What's Happening?
The FDA has postponed its decision on Sanofi's new subcutaneous formulation of Sarclisa, a therapy for multiple myeloma, by three months. Originally expected to deliver a verdict soon, the FDA has now set a new action date for July 23. Sarclisa, an anti-CD38
antibody, is currently administered intravenously and has been approved in the U.S. since 2020. The new on-body injector (OBI) version aims to offer a more convenient administration method. Despite Sarclisa's sales growth, it remains overshadowed by Johnson & Johnson's Darzalex, which is available in both intravenous and subcutaneous forms. Sanofi has not provided a reason for the review extension but expressed commitment to working with the FDA to expedite the process.

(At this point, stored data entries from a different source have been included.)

#[cfg(test)]
mod tests {
    use super::*;
    use crate::model::{NodeKind, RegionBuilder, TickInterval, Vehicle};
    use crate::routing::DijkstraPathCalculator;
    use std::sync::Arc;

    fn triangle() -> (Arc<Region>, Location, Location, Location) {
        let r = Location::new(0, 0);
        let a = Location::new(1, 0);
        let b = Location::new(0, 1);
        let region = Arc::new(
            RegionBuilder::new()
                .add_node(r, "R", NodeKind::Restaurant { menu: vec!["Pizza".into()] })
                .add_node(a, "A", NodeKind::Neighborhood)
                .add_node(b, "B", NodeKind::Neighborhood)
                .connect(r, a, Some(1))
                .unwrap()
                .connect(r, b, Some(1))
                .unwrap()
                .connect(a, b, Some(1))
                .unwrap()
                .build()
                .unwrap(),
        );
        (region, r, a, b)
    }

    #[test]
    fn boundary_scenario_1_single_order_to_a() {
        let (region, r, a, _b) = triangle();
        let path_calc = DijkstraPathCalculator::new(region.clone());
        let vehicle = Vehicle::new(VehicleId(1), 10, r);
        let mut vm = VehicleManager::new(region.clone(), Arc::new(DijkstraPathCalculator::new(region.clone())), vec![vehicle]);
        let mut dispatcher = RestaurantDispatcher::new(r);
        dispatcher.add_vehicle(VehicleId(1));

        let mut orders = BTreeMap::new();
        // interval.start = 0 so the single-hop candidate (deliveryDuration 1
        // from tick 0) doesn't trip compareRoute's BREAK guard; end = 5 keeps
        // ticksUntilOff (4) under the default slack threshold so send-out
        // fires the same tick the order is accepted.
        let order = ConfirmedOrder::new(1, a, r, TickInterval::new(0, 5), vec!["Pizza".into()], 1);
        orders.insert(order.id, order);

        let config = SimConfig::default();
        let (events, sent_out) = dispatcher.tick(0, vec![1], &orders, &path_calc, &region, &mut vm, &config, |loc| loc);
        assert_eq!(sent_out, vec![(VehicleId(1), r)]);
        // send-out should have been triggered (ticksUntilOff < 5) and the order loaded.
        assert!(events.iter().any(|e| matches!(e, SimEvent::OrderReceived { order: 1, .. })));
        // the vehicle was sent out this same tick, so it's no longer tracked
        // as idle-or-planned here at all (it reappears as a queued arrival
        // at its recipient restaurant).
        assert!(dispatcher.planned_route(VehicleId(1)).is_none());
    }

    #[test]
    fn tight_window_order_goes_to_pending() {
        let (region, r, a, _b) = triangle();
        let path_calc = DijkstraPathCalculator::new(region.clone());
        let vehicle = Vehicle::new(VehicleId(1), 10, r);
        let mut vm = VehicleManager::new(region.clone(), Arc::new(DijkstraPathCalculator::new(region.clone())), vec![vehicle]);
        let mut dispatcher = RestaurantDispatcher::new(r);
        dispatcher.add_vehicle(VehicleId(1));

        let mut orders = BTreeMap::new();
        let order = ConfirmedOrder::new(1, a, r, TickInterval::new(100, 110), vec![], 1);
        orders.insert(order.id, order);

        let config = SimConfig::default();
        dispatcher.tick(0, vec![1], &orders, &path_calc, &region, &mut vm, &config, |loc| loc);
        assert_eq!(dispatcher.pending_orders, vec![1]);
        assert!(dispatcher.planned_routes.get(&VehicleId(1)).map(|r| r.is_empty()).unwrap_or(false));
    }

    #[test]
    fn capacity_overflow_defers_second_order() {
        let (region, r, a, b) = triangle();
        let path_calc = DijkstraPathCalculator::new(region.clone());
        let vehicle = Vehicle::new(VehicleId(1), 1, r);
        let mut vm = VehicleManager::new(region.clone(), Arc::new(DijkstraPathCalculator::new(region.clone())), vec![vehicle]);
        let mut dispatcher = RestaurantDispatcher::new(r);
        dispatcher.add_vehicle(VehicleId(1));

        let mut orders = BTreeMap::new();
        orders.insert(1, ConfirmedOrder::new(1, a, r, TickInterval::new(0, 20), vec![], 1));
        orders.insert(2, ConfirmedOrder::new(2, b, r, TickInterval::new(0, 20), vec![], 1));

        let config = SimConfig::default();
        dispatcher.tick(0, vec![1, 2], &orders, &path_calc, &region, &mut vm, &config, |loc| loc);
        assert_eq!(dispatcher.pending_orders, vec![2]);
    }
}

The OBI version has already been recommended for approval in the EU.
Why It's Important?
The delay in the FDA's decision on Sarclisa's subcutaneous version is significant for Sanofi as it seeks to enhance its competitive position against Darzalex, a leading therapy in the multiple myeloma market. The new formulation could potentially increase patient convenience and adherence, thereby boosting Sarclisa's market share. The decision also impacts healthcare providers and patients who may benefit from a less invasive treatment option. For Sanofi, the approval of the OBI version is crucial to closing the sales gap with Darzalex and achieving broader market penetration.
What's Next?
Sanofi will continue to collaborate with the FDA to address any outstanding issues and facilitate the approval process. The company is likely to focus on demonstrating the efficacy and safety of the OBI version to ensure a favorable decision. Meanwhile, the EU's pending approval could provide a boost to Sarclisa's market presence in Europe. Stakeholders, including healthcare providers and patients, will be closely monitoring the FDA's decision, as it could influence treatment protocols and options for multiple myeloma.